Marcos 13/09/2024
Enquanto há vida, há esperança
O livro/reportagem Nos porões da Loucura, do jornalista Hiram Firmino, é um relato direto e contundente a respeito dos tratamentos lamentáveis dados aos internos em diversos hospícios e no hospital Colônia em Barbacena, Minas Gerais. Firmino nos mostra como a vida dos internos era descartável e a morte, um grande comércio.

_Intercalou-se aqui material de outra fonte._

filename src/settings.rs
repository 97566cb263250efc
use std::path::{Path, PathBuf};

use log::warn;
use serde::{Deserialize, Serialize};

use crate::error::{PesaError, Result};

pub const STORE_FILE: &str = "categories.json";

#[derive(Debug, Clone, Serialize, Deserialize)]
pub struct Settings {
    #[serde(default = "default_data_dir_string")]
    pub data_dir: String,
    #[serde(default = "default_currency")]
    pub currency: String,
}

fn default_currency() -> String {
    "KSh".to_string()
}

fn default_data_dir_string() -> String {
    default_data_dir().to_string_lossy().to_string()
}

impl Default for Settings {
    fn default() -> Self {
        Self {
            data_dir: default_data_dir_string(),
            currency: default_currency(),
        }
    }
}

impl Settings {
    pub fn store_path(&self) -> PathBuf {
        PathBuf::from(&self.data_dir).join(STORE_FILE)
    }
}

fn config_dir() -> PathBuf {
    dirs::home_dir()
        .unwrap_or_else(|| PathBuf::from("."))
        .join(".config")
        .join("pesa")
}

pub fn settings_path() -> PathBuf {
    config_dir().join("settings.json")
}

fn default_data_dir() -> PathBuf {
    dirs::home_dir()
        .unwrap_or_else(|| PathBuf::from("."))
        .join("Documents")
        .join("pesa")
}

pub fn load_settings() -> Settings {
    load_settings_from(&settings_path())
}

fn load_settings_from(path: &Path) -> Settings {
    if !path.exists() {
        return Settings::default();
    }
    let parsed: Result<Settings> = std::fs::read_to_string(path)
        .map_err(PesaError::from)
        .and_then(|content| serde_json::from_str(&content).map_err(PesaError::from));
    match parsed {
        Ok(settings) => settings,
        Err(e) => {
            warn!("ignoring unreadable settings {}: {e}", path.display());
            Settings::default()
        }
    }
}

pub fn save_settings(settings: &Settings) -> Result<()> {
    save_settings_to(settings, &settings_path())
}

fn save_settings_to(settings: &Settings, path: &Path) -> Result<()> {
    if let Some(dir) = path.parent() {
        std::fs::create_dir_all(dir)?;
    }
    let json = serde_json::to_string_pretty(settings)
        .map_err(|e| PesaError::Settings(e.to_string()))?;
    std::fs::write(path, format!("{json}\n"))?;
    Ok(())
}

pub fn shellexpand_path(path: &str) -> String {
    if path.starts_with('~') {
        if let Some(home) = dirs::home_dir() {
            return path.replacen('~', &home.to_string_lossy(), 1);
        }
    }
    std::fs::canonicalize(path)
        .unwrap_or_else(|_| PathBuf::from(path))
        .to_string_lossy()
        .to_string()
}
use crossterm::event::{self, Event, KeyCode, KeyEventKind, KeyModifiers};
use ratatui::style::{Color, Modifier, Style};
use ratatui::Frame;

use crate::error::Result;

pub const HEADER_STYLE: Style = Style::new()
    .fg(Color::Yellow)
    .add_modifier(Modifier::BOLD);

pub const FOOTER_STYLE: Style = Style::new().fg(Color::DarkGray);

pub const EDITED_STYLE: Style = Style::new().fg(Color::Yellow);

pub const ERROR_STYLE: Style = Style::new().fg(Color::Red);

pub const OK_STYLE: Style = Style::new().fg(Color::Rgb(80, 220, 100));

pub const SELECTED_STYLE: Style = Style::new()
    .bg(Color::Rgb(40, 40, 60))
    .add_modifier(Modifier::BOLD);

pub enum ScreenAction {
    Continue,
    Close,
}

pub trait Screen {
    fn draw(&mut self, frame: &mut Frame);
    fn handle_key(&mut self, code: KeyCode) -> ScreenAction;
}

/// Draw `screen` and feed it key presses until it returns
/// [`ScreenAction::Close`] or Ctrl+C is pressed. The alternate screen and raw
/// mode are undone on every exit path, a panic included.
pub fn run_screen(screen: &mut dyn Screen) -> Result<()> {
    let hook = std::panic::take_hook();
    std::panic::set_hook(Box::new(move |info| {
        ratatui::restore();
        hook(info);
    }));

    let mut terminal = ratatui::init();

    let result: Result<()> = loop {
        if let Err(e) = terminal.draw(|frame| screen.draw(frame)) {
            break Err(e.into());
        }

        match event::read() {
            Err(e) => break Err(e.into()),
            Ok(Event::Key(key)) => {
                if key.kind != KeyEventKind::Press {
                    continue;
                }
                if key.modifiers.contains(KeyModifiers::CONTROL)
                    && key.code == KeyCode::Char('c')
                {
                    break Ok(());
                }
                match screen.handle_key(key.code) {
                    ScreenAction::Close => break Ok(()),
                    ScreenAction::Continue => {}
                }
            }
            _ => {}
        }
    };

    drop(terminal);
    ratatui::restore();
    result
}
use thiserror::Error;

#[derive(Error, Debug)]
pub enum PesaError {
    #[error("IO error: {0}")]
    Io(#[from] std::io::Error),

    #[error("CSV error: {0}")]
    Csv(#[from] csv::Error),

    #[error("JSON error: {0}")]
    Json(#[from] serde_json::Error),

    #[error("Missing column: {0}")]
    MissingColumn(String),

    #[error("Row {row}: invalid amount '{value}'")]
    InvalidAmount { row: usize, value: String },

    #[error("Row {row}: invalid date '{value}' (expected e.g. 05 Jan 2024)")]
    InvalidDate { row: usize, value: String },

    #[error("Row {0} is a payment; only expenses can be recategorized")]
    NotAnExpense(usize),

    #[error("Unknown category: {0}")]
    UnknownCategory(String),

    #[error("No transaction at row {0}")]
    InvalidRow(usize),

    #[error("'{0}' is reserved and cannot be changed")]
    ReservedCategory(String),

    #[error("Category store error: {0}")]
    Store(String),

    #[error("Settings error: {0}")]
    Settings(String),

    #[error("{0}")]
    Other(String),
}

pub type Result<T> = std::result::Result<T, PesaError>;
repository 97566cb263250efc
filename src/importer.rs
use std::io::Read;
use std::path::Path;

use chrono::NaiveDate;
use log::{info, warn};

use crate::categorizer::categorize_transactions;
use crate::error::{PesaError, Result};
use crate::models::{Direction, Transaction};
use crate::store::CategoryStore;

pub const DATE_FORMAT: &str = "%d %b %Y";

const COL_DATE: &str = "Date";
const COL_DETAILS: &str = "Details";
const COL_AMOUNT: &str = "Amount";
const COL_DIRECTION: &str = "Debit/Credit";

// ---------------------------------------------------------------------------
// Helpers
// ---------------------------------------------------------------------------

/// Strip thousands separators and parse. `"1,234.50"` -> `1234.5`.
pub fn parse_amount(raw: &str) -> Option<f64> {
    let s = raw.replace(',', "").replace('"', "");
    let s = s.trim();
    if s.is_empty() {
        return None;
    }
    s.parse::<f64>().ok().filter(|v| v.is_finite())
}

/// Day, abbreviated month, four-digit year: `05 Jan 2024`.
pub fn parse_date(raw: &str) -> Option<NaiveDate> {
    NaiveDate::parse_from_str(raw.trim(), DATE_FORMAT).ok()
}

struct Columns {
    date: usize,
    details: usize,
    amount: usize,
    direction: usize,
}

impl Columns {
    fn locate(headers: &csv::StringRecord) -> Result<Self> {
        let find = |name: &str| {
            headers
                .iter()
                .position(|h| h.trim() == name)
                .ok_or_else(|| PesaError::MissingColumn(name.to_string()))
        };
        Ok(Self {
            date: find(COL_DATE)?,
            details: find(COL_DETAILS)?,
            amount: find(COL_AMOUNT)?,
            direction: find(COL_DIRECTION)?,
        })
    }
}

// ---------------------------------------------------------------------------
// Parsing
// ---------------------------------------------------------------------------

/// Parse every row of a `Date, Details, Amount, Debit/Credit` CSV. A bad date
/// or amount fails the whole file; callers never see a partial table. Rows
/// that are neither Debit nor Credit belong to no view and are skipped.
pub fn parse_transactions<R: Read>(reader: R) -> Result<Vec<Transaction>> {
    let mut rdr = csv::ReaderBuilder::new()
        .flexible(true)
        .trim(csv::Trim::Headers)
        .from_reader(reader);

    let cols = Columns::locate(rdr.headers()?)?;

    let mut rows = Vec::new();
    for (i, result) in rdr.records().enumerate() {
        let record = result?;
        let row = i + 1;
        let field = |idx: usize| record.get(idx).unwrap_or("");

        let raw_date = field(cols.date);
        let date = parse_date(raw_date).ok_or_else(|| PesaError::InvalidDate {
            row,
            value: raw_date.to_string(),
        })?;

        let raw_amount = field(cols.amount);
        let amount = parse_amount(raw_amount).ok_or_else(|| PesaError::InvalidAmount {
            row,
            value: raw_amount.to_string(),
        })?;

        let raw_direction = field(cols.direction);
        let Some(direction) = Direction::parse(raw_direction) else {
            warn!("row {row}: skipping Debit/Credit value '{raw_direction}'");
            continue;
        };

        rows.push(Transaction::new(
            date,
            field(cols.details).to_string(),
            amount,
            direction,
        ));
    }
    Ok(rows)
}

/// Parse and categorize against the current store.
pub fn load_transactions<R: Read>(reader: R, store: &CategoryStore) -> Result<Vec<Transaction>> {
    let mut rows = parse_transactions(reader)?;
    let result = categorize_transactions(&mut rows, store);
    info!(
        "loaded {} transactions ({} categorized, {} uncategorized)",
        rows.len(),
        result.categorized,
        result.uncategorized
    );
    Ok(rows)
}

pub fn import_file(file_path: &Path, store: &CategoryStore) -> Result<Vec<Transaction>> {
    let file = std::fs::File::open(file_path)?;
    load_transactions(file, store)
}
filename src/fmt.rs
use chrono::NaiveDate;

/// Two decimals with thousands separators: 1,234.56
pub fn number(val: f64) -> String {
    let negative = val < 0.0;
    let cents = format!("{:.2}", val.abs());
    let (int_part, dec_part) = cents.split_once('.').unwrap_or((cents.as_str(), "00"));

    let mut grouped = String::new();
    for (i, c) in int_part.chars().rev().enumerate() {
        if i > 0 && i % 3 == 0 {
            grouped.push(',');
        }
        grouped.push(c);
    }
    let grouped: String = grouped.chars().rev().collect();

    if negative {
        format!("-{grouped}.{dec_part}")
    } else {
        format!("{grouped}.{dec_part}")
    }
}

/// Amount with a currency label: `KSh 1,234.56`. An empty label drops the prefix.
pub fn money(val: f64, currency: &str) -> String {
    if currency.is_empty() {
        number(val)
    } else {
        format!("{currency} {}", number(val))
    }
}

/// DD/MM/YYYY
pub fn date(d: NaiveDate) -> String {
    d.format("%d/%m/%Y").to_string()
}

#[cfg(test)]
mod tests {
    use super::*;

    #[test]
    fn test_number_formatting() {
        assert_eq!(number(1234.56), "1,234.56");
        assert_eq!(number(-500.00), "-500.00");
        assert_eq!(number(0.0), "0.00");
        assert_eq!(number(1000000.99), "1,000,000.99");
        assert_eq!(number(42.10), "42.10");
    }

    #[test]
    fn test_money_formatting() {
        assert_eq!(money(1234.5, "KSh"), "KSh 1,234.50");
        assert_eq!(money(-20.0, "AED"), "AED -20.00");
        assert_eq!(money(7.0, ""), "7.00");
    }

    #[test]
    fn test_date_formatting() {
        let d = NaiveDate::from_ymd_opt(2024, 1, 5).unwrap();
        assert_eq!(date(d), "05/01/2024");
    }
}
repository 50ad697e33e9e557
use std::any::Any;

use super::Framer;

/// Any frame without a dedicated type; the body is kept verbatim.
#[derive(Debug, Clone, Default, PartialEq, Eq)]
pub struct UnknownFrame {
    pub body: Vec<u8>,
}

impl UnknownFrame {
    pub fn new(body: impl Into<Vec<u8>>) -> Self {
        Self { body: body.into() }
    }
}

impl Framer for UnknownFrame {
    fn body(&self) -> Vec<u8> {
        self.body.clone()
    }

    fn kind(&self) -> &'static str {
        "unknown"
    }

    fn as_any(&self) -> &dyn Any {
        self
    }
}
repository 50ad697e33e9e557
use std::any::Any;

use super::Framer;
use crate::encoding::TextEncoding;
use crate::error::{Result, TagError};

/// Text information frame (`T???` except `TXXX`).
#[derive(Debug, Clone, Default, PartialEq, Eq)]
pub struct TextFrame {
    pub encoding: TextEncoding,
    pub text: String,
}

impl TextFrame {
    pub fn new(encoding: TextEncoding, text: impl Into<String>) -> Self {
        Self {
            encoding,
            text: text.into(),
        }
    }

    pub(crate) fn parse(id: &str, body: &[u8]) -> Result<Self> {
        let (&key, text) = body
            .split_first()
            .ok_or_else(|| TagError::corrupted(id, "empty text frame"))?;
        let encoding = TextEncoding::from_key(key)
            .ok_or_else(|| TagError::corrupted(id, format!("unknown text encoding {}", key)))?;

        Ok(Self {
            encoding,
            text: encoding.decode(text),
        })
    }
}

impl Framer for TextFrame {
    fn body(&self) -> Vec<u8> {
        let mut body = vec![self.encoding.key()];
        body.extend(self.encoding.encode(&self.text));
        body
    }

    fn kind(&self) -> &'static str {
        "text"
    }

    fn as_any(&self) -> &dyn Any {
        self
    }
}

#[cfg(test)]
mod tests {
    use super::*;

    #[test]
    fn test_body_layout() {
        let frame = TextFrame::new(TextEncoding::Utf8, "Foo");
        assert_eq!(frame.body(), vec![3, b'F', b'o', b'o']);
    }

    #[test]
    fn test_parse_body() {
        let frame = TextFrame::parse("TIT2", &[0, b'B', b'a', b'r', 0]).unwrap();
        assert_eq!(frame, TextFrame::new(TextEncoding::Iso88591, "Bar"));

        let utf16 = TextFrame::new(TextEncoding::Utf16, "Grüße");
        assert_eq!(TextFrame::parse("TIT2", &utf16.body()).unwrap(), utf16);
    }

    #[test]
    fn test_parse_rejects_bad_bodies() {
        assert!(matches!(
            TextFrame::parse("TIT2", &[]),
            Err(TagError::CorruptedFrame { .. })
        ));
        assert!(TextFrame::parse("TIT2", &[9, b'x']).is_err());
    }
}
use std::any::Any;

use super::{language_bytes, Framer};
use crate::encoding::TextEncoding;
use crate::error::{Result, TagError};

/// Comment frame (`COMM`).
#[derive(Debug, Clone, Default, PartialEq, Eq)]
pub struct CommentFrame {
    pub encoding: TextEncoding,
    /// ISO-639-2 code, e.g. `"eng"`
    pub language: String,
    pub description: String,
    pub text: String,
}

/// Unsynchronised lyrics/text transcription frame (`USLT`).
#[derive(Debug, Clone, Default, PartialEq, Eq)]
pub struct UnsynchronisedLyricsFrame {
    pub encoding: TextEncoding,
    pub language: String,
    pub content_descriptor: String,
    pub lyrics: String,
}

/// Shared body of `COMM` and `USLT`: encoding, language, terminated
/// description, text.
struct LanguageText {
    encoding: TextEncoding,
    language: String,
    description: String,
    text: String,
}

impl LanguageText {
    fn body(encoding: TextEncoding, language: &str, description: &str, text: &str) -> Vec<u8> {
        let mut body = vec![encoding.key()];
        body.extend_from_slice(&language_bytes(language));
        body.extend(encoding.encode_terminated(description));
        body.extend(encoding.encode(text));
        body
    }

    fn parse(id: &str, body: &[u8]) -> Result<Self> {
        if body.len() < 4 {
            return Err(TagError::corrupted(
                id,
                format!("body of {} bytes is too short", body.len()),
            ));
        }
        let encoding = TextEncoding::from_key(body[0])
            .ok_or_else(|| TagError::corrupted(id, format!("unknown text encoding {}", body[0])))?;
        let language = String::from_utf8_lossy(&body[1..4]).into_owned();
        let (description, text) = encoding.split_terminated(&body[4..]);

        Ok(Self {
            encoding,
            language,
            description: encoding.decode(description),
            text: encoding.decode(text),
        })
    }
}

impl CommentFrame {
    pub(crate) fn parse(id: &str, body: &[u8]) -> Result<Self> {
        let parsed = LanguageText::parse(id, body)?;
        Ok(Self {
            encoding: parsed.encoding,
            language: parsed.language,
            description: parsed.description,
            text: parsed.text,
        })
    }
}

impl Framer for CommentFrame {
    fn body(&self) -> Vec<u8> {
        LanguageText::body(self.encoding, &self.language, &self.description, &self.text)
    }

    fn kind(&self) -> &'static str {
        "comment"
    }

    fn as_any(&self) -> &dyn Any {
        self
    }
}

impl UnsynchronisedLyricsFrame {
    pub(crate) fn parse(id: &str, body: &[u8]) -> Result<Self> {
        let parsed = LanguageText::parse(id, body)?;
        Ok(Self {
            encoding: parsed.encoding,
            language: parsed.language,
            content_descriptor: parsed.description,
            lyrics: parsed.text,
        })
    }
}

impl Framer for UnsynchronisedLyricsFrame {
    fn body(&self) -> Vec<u8> {
        LanguageText::body(
            self.encoding,
            &self.language,
            &self.content_descriptor,
            &self.lyrics,
        )
    }

    fn kind(&self) -> &'static str {
        "unsynchronised lyrics"
    }

    fn as_any(&self) -> &dyn Any {
        self
    }
}
use std::any::Any;

use super::Framer;

/// A decoded frame together with the body it was read from.
///
/// Typed access sees the decoded frame; serialization writes the original
/// bytes, so a frame the caller never replaced is saved byte for byte even
/// when decoding was lossy.
#[derive(Debug)]
pub(crate) struct FileFrame {
    decoded: Box<dyn Framer>,
    raw: Vec<u8>,
}

impl FileFrame {
    pub(crate) fn new(decoded: Box<dyn Framer>, raw: Vec<u8>) -> Self {
        Self { decoded, raw }
    }
}

impl Framer for FileFrame {
    fn body(&self) -> Vec<u8> {
        self.raw.clone()
    }

    fn kind(&self) -> &'static str {
        self.decoded.kind()
    }

    fn as_any(&self) -> &dyn Any {
        self.decoded.as_any()
    }
}
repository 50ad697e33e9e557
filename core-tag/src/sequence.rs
//! Ordered group of frames sharing one identifier.

use crate::frame::Framer;
use crate::ids;

/// Which repeatable identifier a [`Sequence`] is attached to.
#[derive(Debug, Clone, Copy, PartialEq, Eq, Hash)]
pub enum SequenceKind {
    Pictures,
    Comments,
    UnsynchronisedLyrics,
}

impl SequenceKind {
    /// Frame description used to resolve the identifier.
    pub fn description(self) -> &'static str {
        match self {
            SequenceKind::Pictures => ids::ATTACHED_PICTURE,
            SequenceKind::Comments => ids::COMMENTS,
            SequenceKind::UnsynchronisedLyrics => ids::UNSYNCHRONISED_LYRICS,
        }
    }
}

/// Frames that may legally occur several times in one tag.
///
/// Insertion order is kept and is the order frames are written back in.
#[derive(Debug)]
pub struct Sequence {
    kind: SequenceKind,
    frames: Vec<Box<dyn Framer>>,
}

impl Sequence {
    pub fn new(kind: SequenceKind) -> Self {
        Self {
            kind,
            frames: Vec::new(),
        }
    }

    pub(crate) fn from_frames(kind: SequenceKind, frames: Vec<Box<dyn Framer>>) -> Self {
        Self { kind, frames }
    }

    pub fn kind(&self) -> SequenceKind {
        self.kind
    }

    /// Append a frame; earlier frames are never replaced.
    pub fn add_frame(&mut self, frame: Box<dyn Framer>) {
        self.frames.push(frame);
    }

    pub fn frames(&self) -> Vec<&dyn Framer> {
        self.frames.iter().map(|f| f.as_ref()).collect()
    }

    pub fn len(&self) -> usize {
        self.frames.len()
    }

    pub fn is_empty(&self) -> bool {
        self.frames.is_empty()
    }
}

#[cfg(test)]
mod tests {
    use super::*;
    use crate::encoding::TextEncoding;
    use crate::frame::CommentFrame;

    fn comment(text: &str) -> Box<dyn Framer> {
        Box::new(CommentFrame {
            encoding: TextEncoding::Utf8,
            language: "eng".to_string(),
            description: String::new(),
            text: text.to_string(),
        })
    }

    #[test]
    fn test_append_keeps_order() {
        let mut sequence = Sequence::new(SequenceKind::Comments);
        assert!(sequence.is_empty());

        for text in ["one", "two", "three"] {
            sequence.add_frame(comment(text));
        }

        let texts: Vec<_> = sequence
            .frames()
            .into_iter()
            .map(|f| f.downcast_ref::<CommentFrame>().unwrap().text.clone())
            .collect();
        assert_eq!(texts, ["one", "two", "three"]);
        assert_eq!(sequence.len(), 3);
        assert_eq!(sequence.kind(), SequenceKind::Comments);
    }

    #[test]
    fn test_kind_descriptions() {
        assert_eq!(SequenceKind::Pictures.description(), "Attached picture");
        assert_eq!(SequenceKind::Comments.description(), "Comments");
        assert_eq!(
            SequenceKind::UnsynchronisedLyrics.description(),
            "Unsynchronised lyrics/text transcription"
        );
    }
}
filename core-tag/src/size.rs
//! Size-field codecs.
//!
//! ID3v2 stores the tag size (and, in v2.4, every frame size) as a 4-byte
//! "synchsafe" integer: 7 significant bits per byte, most significant byte
//! first, so the encoded bytes never contain a `0xFF` that could be mistaken
//! for an MPEG sync word. ID3v2.3 frame sizes are plain big-endian `u32`.

use crate::error::{Result, TagError};

/// Number of bytes in every size field.
pub const SIZE_FIELD_LEN: usize = 4;

/// Largest value a synchsafe size field can carry (2^28 - 1).
pub const MAX_SYNCHSAFE: u64 = (1 << 28) - 1;

/// Encode `size` as a synchsafe integer.
///
/// Only the low 28 bits are kept; callers that may exceed [`MAX_SYNCHSAFE`]
/// must check first.
pub fn form_size(size: u64) -> [u8; SIZE_FIELD_LEN] {
    let mut out = [0u8; SIZE_FIELD_LEN];
    for (i, byte) in out.iter_mut().enumerate() {
        let shift = 7 * (SIZE_FIELD_LEN - 1 - i);
        *byte = ((size >> shift) & 0x7F) as u8;
    }
    out
}

/// Decode a synchsafe integer.
///
/// Fails if `bytes` is not exactly four bytes long or a byte has its high bit set.
pub fn parse_size(bytes: &[u8]) -> Result<u64> {
    if bytes.len() != SIZE_FIELD_LEN {
        return Err(TagError::InvalidHeader(format!(
            "size field must be {} bytes, got {}",
            SIZE_FIELD_LEN,
            bytes.len()
        )));
    }

    let mut size = 0u64;
    for &b in bytes {
        if b & 0x80 != 0 {
            return Err(TagError::InvalidHeader(format!(
                "size byte {:#04x} is not synchsafe",
                b
            )));
        }
        size = (size << 7) | u64::from(b);
    }
    Ok(size)
}

/// Encode `size` as a plain big-endian 32-bit integer (ID3v2.3 frame sizes).
pub fn form_plain_size(size: u64) -> [u8; SIZE_FIELD_LEN] {
    (size as u32).to_be_bytes()
}

/// Decode a plain big-endian 32-bit integer.
pub fn parse_plain_size(bytes: &[u8]) -> Result<u64> {
    let array: [u8; SIZE_FIELD_LEN] = bytes.try_into().map_err(|_| {
        TagError::InvalidHeader(format!(
            "size field must be {} bytes, got {}",
            SIZE_FIELD_LEN,
            bytes.len()
        ))
    })?;
    Ok(u64::from(u32::from_be_bytes(array)))
}
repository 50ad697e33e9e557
//! Human-readable frame descriptions mapped to four-character identifiers.
//!
//! Descriptions follow the wording of the ID3v2 frame lists, so
//! `ids.get("Mood")` is `Some("TMOO")` for a v2.4 table.

use crate::header::Version;

pub const ATTACHED_PICTURE: &str = "Attached picture";
pub const COMMENTS: &str = "Comments";
pub const UNSYNCHRONISED_LYRICS: &str = "Unsynchronised lyrics/text transcription";

pub const TITLE: &str = "Title/Songname/Content description";
pub const ARTIST: &str = "Lead artist/Lead performer/Soloist/Performing group";
pub const ALBUM: &str = "Album/Movie/Show title";
pub const YEAR: &str = "Recording time";
pub const GENRE: &str = "Content type";

/// Static description → identifier table for one tag version.
#[derive(Debug, PartialEq, Eq)]
pub struct IdTable {
    version: Version,
    entries: &'static [(&'static str, &'static str)],
}

impl IdTable {
    pub fn for_version(version: Version) -> &'static IdTable {
        match version {
            Version::V23 => &V23_IDS,
            Version::V24 => &V24_IDS,
        }
    }

    pub fn version(&self) -> Version {
        self.version
    }

    pub fn get(&self, description: &str) -> Option<&'static str> {
        self.entries
            .iter()
            .find(|(d, _)| *d == description)
            .map(|&(_, id)| id)
    }

    /// Reverse lookup, mostly useful for log messages.
    pub fn description(&self, id: &str) -> Option<&'static str> {
        self.entries
            .iter()
            .find(|(_, i)| *i == id)
            .map(|&(d, _)| d)
    }

    pub fn iter(&self) -> impl Iterator<Item = (&'static str, &'static str)> + '_ {
        self.entries.iter().copied()
    }
}

static V23_IDS: IdTable = IdTable {
    version: Version::V23,
    entries: &[
        (ATTACHED_PICTURE, "APIC"),
        (COMMENTS, "COMM"),
        (ALBUM, "TALB"),
        ("BPM", "TBPM"),
        ("Composer", "TCOM"),
        (GENRE, "TCON"),
        ("Copyright message", "TCOP"),
        ("Date", "TDAT"),
        ("Playlist delay", "TDLY"),
        ("Encoded by", "TENC"),
        ("Lyricist/Text writer", "TEXT"),
        ("File type", "TFLT"),
        ("Involved people list", "IPLS"),
        ("Time", "TIME"),
        ("Content group description", "TIT1"),
        (TITLE, "TIT2"),
        ("Subtitle/Description refinement", "TIT3"),
        ("Initial key", "TKEY"),
        ("Language", "TLAN"),
        ("Length", "TLEN"),
        ("Media type", "TMED"),
        ("Original album/movie/show title", "TOAL"),
        ("Original filename", "TOFN"),
        ("Original lyricist/text writer", "TOLY"),
        ("Original artist/performer", "TOPE"),
        ("Original release year", "TORY"),
        ("File owner/licensee", "TOWN"),
        (ARTIST, "TPE1"),
        ("Band/Orchestra/Accompaniment", "TPE2"),
        ("Conductor/performer refinement", "TPE3"),
        ("Interpreted, remixed, or otherwise modified by", "TPE4"),
        ("Part of a set", "TPOS"),
        ("Publisher", "TPUB"),
        ("Track number/Position in set", "TRCK"),
        ("Recording dates", "TRDA"),
        ("Internet radio station name", "TRSN"),
        ("Internet radio station owner", "TRSO"),
        ("Size", "TSIZ"),
        ("ISRC", "TSRC"),
        ("Software/Hardware and settings used for encoding", "TSSE"),
        (YEAR, "TYER"),
        ("Year", "TYER"),
        ("User defined text information frame", "TXXX"),
        (UNSYNCHRONISED_LYRICS, "USLT"),
    ],
};

static V24_IDS: IdTable = IdTable {
    version: Version::V24,
    entries: &[
        (ATTACHED_PICTURE, "APIC"),
        (COMMENTS, "COMM"),
        (ALBUM, "TALB"),
        ("BPM", "TBPM"),
        ("Composer", "TCOM"),
        (GENRE, "TCON"),
        ("Copyright message", "TCOP"),
        ("Encoding time", "TDEN"),
        ("Playlist delay", "TDLY"),
        ("Original release time", "TDOR"),
        (YEAR, "TDRC"),
        ("Year", "TDRC"),
        ("Release time", "TDRL"),
        ("Tagging time", "TDTG"),
        ("Encoded by", "TENC"),
        ("Lyricist/Text writer", "TEXT"),
        ("File type", "TFLT"),
        ("Involved people list", "TIPL"),
        ("Content group description", "TIT1"),
        (TITLE, "TIT2"),
        ("Subtitle/Description refinement", "TIT3"),
        ("Initial key", "TKEY"),
        ("Language", "TLAN"),
        ("Length", "TLEN"),
        ("Musician credits list", "TMCL"),
        ("Media type", "TMED"),
        ("Mood", "TMOO"),
        ("Original album/movie/show title", "TOAL"),
        ("Original filename", "TOFN"),
        ("Original lyricist/text writer", "TOLY"),
        ("Original artist/performer", "TOPE"),
        ("File owner/licensee", "TOWN"),
        (ARTIST, "TPE1"),
        ("Band/Orchestra/Accompaniment", "TPE2"),
        ("Conductor/performer refinement", "TPE3"),
        ("Interpreted, remixed, or otherwise modified by", "TPE4"),
        ("Part of a set", "TPOS"),
        ("Produced notice", "TPRO"),
        ("Publisher", "TPUB"),
        ("Track number/Position in set", "TRCK"),
        ("Internet radio station name", "TRSN"),
        ("Internet radio station owner", "TRSO"),
        ("Album sort order", "TSOA"),
        ("Performer sort order", "TSOP"),
        ("Title sort order", "TSOT"),
        ("ISRC", "TSRC"),
        ("Software/Hardware and settings used for encoding", "TSSE"),
        ("Set subtitle", "TSST"),
        ("User defined text information frame", "TXXX"),
        (UNSYNCHRONISED_LYRICS, "USLT"),
    ],
};
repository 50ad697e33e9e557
use thiserror::Error;

#[derive(Error, Debug)]
pub enum Error {
    #[error("Configuration error: {0}")]
    Config(String),
}

pub type Result<T> = std::result::Result<T, Error>;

O jornalista no início mostra uma característica comum a todos os hospícios visitados: a falta de critério objetivo para as internações. Era comum à época que esses hospitais acomodassem não somente pessoas com algum distúrbio psicológico, mas qualquer um que fosse considerado um problema social. Os desamparados, os pobres, os alcoólatras ficavam confinados juntos, agravando ainda mais os seus problemas e criando outros.
Como não havia terapia ocupacional, os tratamentos de choque ainda eram aplicados em alguns casos. Em outros, os pacientes eram medicados com sedativos fortes e que causam dependência, como o Diazepam.
A palavra lucro só aparece duas vezes nessa reportagem de 1979, mas ali no Colônia havia um chocante e lucrativo mercado da morte. Por ser um hospital para indigentes, os ganhos econômicos viriam da superlotação e financiamento estatal, da exploração laboral dos pacientes e da venda de cadáveres.
Esse último ponto é perturbador, pois os corpos dos pacientes falecidos eram vendidos para faculdades de medicina, para dissecação e estudo, muito provavelmente com o consentimento da administração. E isso me traz à mente uma experiência pessoal que vivi em 2006. Participei de uma aula de anatomia e vi pela primeira vez um cadáver dissecado. Eu perguntei a respeito da procedência do corpo, e um dos alunos me disse que era de uma pessoa sem identificação. Além disso, o rapaz criticava o fato de o corpo se parecer mais um boneco do que um humano.
Essa indiferença na resposta do aluno, me lembrou de um livro que li em 2014, O Futuro da Humanidade, de Augusto Cury. No início do livro, o protagonista Marco Polo, estudante de medicina, está numa aula de dissecação e critica o fato de seu professor não saber o nome do cadáver que estão estudando. Marco é censurado e advertido da irrelevância dessa informação. A crítica de Marco Polo ecoou uma década depois diante da desumanização revelada por Firmino em seu relato sobre Barbacena.
O esforço de Hiram Firmino em documentar esse extermínio silencioso foi importante para que a sociedade e o poder público da época se mobilizassem para dar um fim ao sofrimento de milhares de vidas que ainda viviam no hospital Colônia. Por acreditar que seu esforço seria uma janela de esperança para aqueles pacientes, a luta pela dignidade e respeito à vida humana prevaleceu.